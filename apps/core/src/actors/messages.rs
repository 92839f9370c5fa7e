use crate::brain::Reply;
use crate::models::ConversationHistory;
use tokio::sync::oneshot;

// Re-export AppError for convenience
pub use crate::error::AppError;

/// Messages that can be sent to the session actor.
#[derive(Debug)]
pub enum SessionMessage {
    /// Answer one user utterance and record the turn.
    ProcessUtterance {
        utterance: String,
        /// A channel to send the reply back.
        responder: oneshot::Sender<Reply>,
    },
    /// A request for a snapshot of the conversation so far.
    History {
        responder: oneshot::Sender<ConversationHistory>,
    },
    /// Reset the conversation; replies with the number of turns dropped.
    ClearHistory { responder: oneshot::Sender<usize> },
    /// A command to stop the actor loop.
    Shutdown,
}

_ _ _ _ _ _ _

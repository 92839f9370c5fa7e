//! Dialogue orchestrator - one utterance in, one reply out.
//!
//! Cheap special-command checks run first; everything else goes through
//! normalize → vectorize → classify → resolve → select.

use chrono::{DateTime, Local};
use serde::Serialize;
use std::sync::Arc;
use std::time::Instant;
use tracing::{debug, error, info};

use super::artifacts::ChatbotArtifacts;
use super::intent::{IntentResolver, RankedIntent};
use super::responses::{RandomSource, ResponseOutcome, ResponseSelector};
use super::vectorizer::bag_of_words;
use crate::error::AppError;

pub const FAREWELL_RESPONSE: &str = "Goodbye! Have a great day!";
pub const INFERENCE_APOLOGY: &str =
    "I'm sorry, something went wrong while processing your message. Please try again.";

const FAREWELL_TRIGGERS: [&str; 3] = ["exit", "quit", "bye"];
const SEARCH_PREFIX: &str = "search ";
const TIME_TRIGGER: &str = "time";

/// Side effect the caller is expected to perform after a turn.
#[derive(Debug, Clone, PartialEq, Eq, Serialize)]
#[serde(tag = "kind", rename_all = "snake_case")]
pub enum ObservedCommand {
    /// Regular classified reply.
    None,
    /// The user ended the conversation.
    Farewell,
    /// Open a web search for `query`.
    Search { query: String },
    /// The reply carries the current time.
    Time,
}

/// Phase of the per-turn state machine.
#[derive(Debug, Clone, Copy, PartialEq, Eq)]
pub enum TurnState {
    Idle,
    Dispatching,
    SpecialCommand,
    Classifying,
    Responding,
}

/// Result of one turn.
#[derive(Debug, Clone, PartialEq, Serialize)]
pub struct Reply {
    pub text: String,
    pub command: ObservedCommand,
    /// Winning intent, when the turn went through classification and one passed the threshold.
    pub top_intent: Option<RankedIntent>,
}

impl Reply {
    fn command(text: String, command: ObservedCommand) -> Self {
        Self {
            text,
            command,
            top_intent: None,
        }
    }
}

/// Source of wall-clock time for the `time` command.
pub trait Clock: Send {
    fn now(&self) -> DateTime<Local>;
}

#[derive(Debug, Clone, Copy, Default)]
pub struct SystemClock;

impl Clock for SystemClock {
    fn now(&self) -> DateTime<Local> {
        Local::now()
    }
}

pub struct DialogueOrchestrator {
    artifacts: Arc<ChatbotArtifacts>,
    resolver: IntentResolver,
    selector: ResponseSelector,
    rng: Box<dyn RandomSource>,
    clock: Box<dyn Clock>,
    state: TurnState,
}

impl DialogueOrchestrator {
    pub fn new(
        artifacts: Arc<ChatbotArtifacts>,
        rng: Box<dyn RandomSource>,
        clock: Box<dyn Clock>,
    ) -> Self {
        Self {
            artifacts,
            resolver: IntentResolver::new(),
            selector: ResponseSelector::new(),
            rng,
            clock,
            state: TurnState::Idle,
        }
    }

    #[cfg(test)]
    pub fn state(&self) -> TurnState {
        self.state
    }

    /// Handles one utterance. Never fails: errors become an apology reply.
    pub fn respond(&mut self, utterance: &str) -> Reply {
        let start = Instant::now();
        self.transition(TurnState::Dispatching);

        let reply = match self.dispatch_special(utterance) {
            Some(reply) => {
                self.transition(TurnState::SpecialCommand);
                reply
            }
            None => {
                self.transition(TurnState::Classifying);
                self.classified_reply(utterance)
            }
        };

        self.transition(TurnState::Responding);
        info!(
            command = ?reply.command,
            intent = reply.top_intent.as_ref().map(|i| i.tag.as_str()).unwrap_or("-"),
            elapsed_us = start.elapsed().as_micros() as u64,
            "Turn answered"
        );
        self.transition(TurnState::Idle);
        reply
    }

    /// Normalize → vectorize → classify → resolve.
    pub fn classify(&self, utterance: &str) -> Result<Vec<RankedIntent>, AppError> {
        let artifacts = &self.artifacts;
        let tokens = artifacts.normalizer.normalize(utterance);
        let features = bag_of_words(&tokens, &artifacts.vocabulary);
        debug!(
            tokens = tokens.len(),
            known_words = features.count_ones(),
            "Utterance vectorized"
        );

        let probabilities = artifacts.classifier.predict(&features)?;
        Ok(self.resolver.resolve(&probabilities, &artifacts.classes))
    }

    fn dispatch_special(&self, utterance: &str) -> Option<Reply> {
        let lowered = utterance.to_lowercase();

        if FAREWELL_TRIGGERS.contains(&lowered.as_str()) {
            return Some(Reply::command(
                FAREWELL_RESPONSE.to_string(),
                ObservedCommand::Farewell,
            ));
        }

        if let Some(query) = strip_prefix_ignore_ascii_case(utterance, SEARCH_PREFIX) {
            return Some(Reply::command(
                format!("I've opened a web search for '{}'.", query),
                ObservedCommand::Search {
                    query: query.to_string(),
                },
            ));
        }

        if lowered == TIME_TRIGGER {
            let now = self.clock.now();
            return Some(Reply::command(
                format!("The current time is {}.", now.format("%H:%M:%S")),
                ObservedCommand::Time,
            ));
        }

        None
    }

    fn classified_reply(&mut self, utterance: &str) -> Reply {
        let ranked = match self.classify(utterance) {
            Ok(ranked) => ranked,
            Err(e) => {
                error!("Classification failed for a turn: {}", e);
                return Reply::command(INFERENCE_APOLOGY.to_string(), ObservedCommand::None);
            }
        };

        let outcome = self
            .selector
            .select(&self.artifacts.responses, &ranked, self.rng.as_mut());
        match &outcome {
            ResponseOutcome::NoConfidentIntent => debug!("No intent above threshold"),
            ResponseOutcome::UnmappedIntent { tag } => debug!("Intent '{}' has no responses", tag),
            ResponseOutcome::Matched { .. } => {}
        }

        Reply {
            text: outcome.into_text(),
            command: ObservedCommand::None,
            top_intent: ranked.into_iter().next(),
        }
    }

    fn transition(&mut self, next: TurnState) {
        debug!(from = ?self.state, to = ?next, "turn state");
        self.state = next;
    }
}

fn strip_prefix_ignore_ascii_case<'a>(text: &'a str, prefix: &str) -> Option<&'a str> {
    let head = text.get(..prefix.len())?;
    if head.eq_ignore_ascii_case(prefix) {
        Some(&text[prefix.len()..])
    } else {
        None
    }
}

_ _ _ _ _ _ _

What is being asked: What is needed is a single figure, the number of lines in the entries above that contain "ChatbotArtifacts".

Answer to this task: 3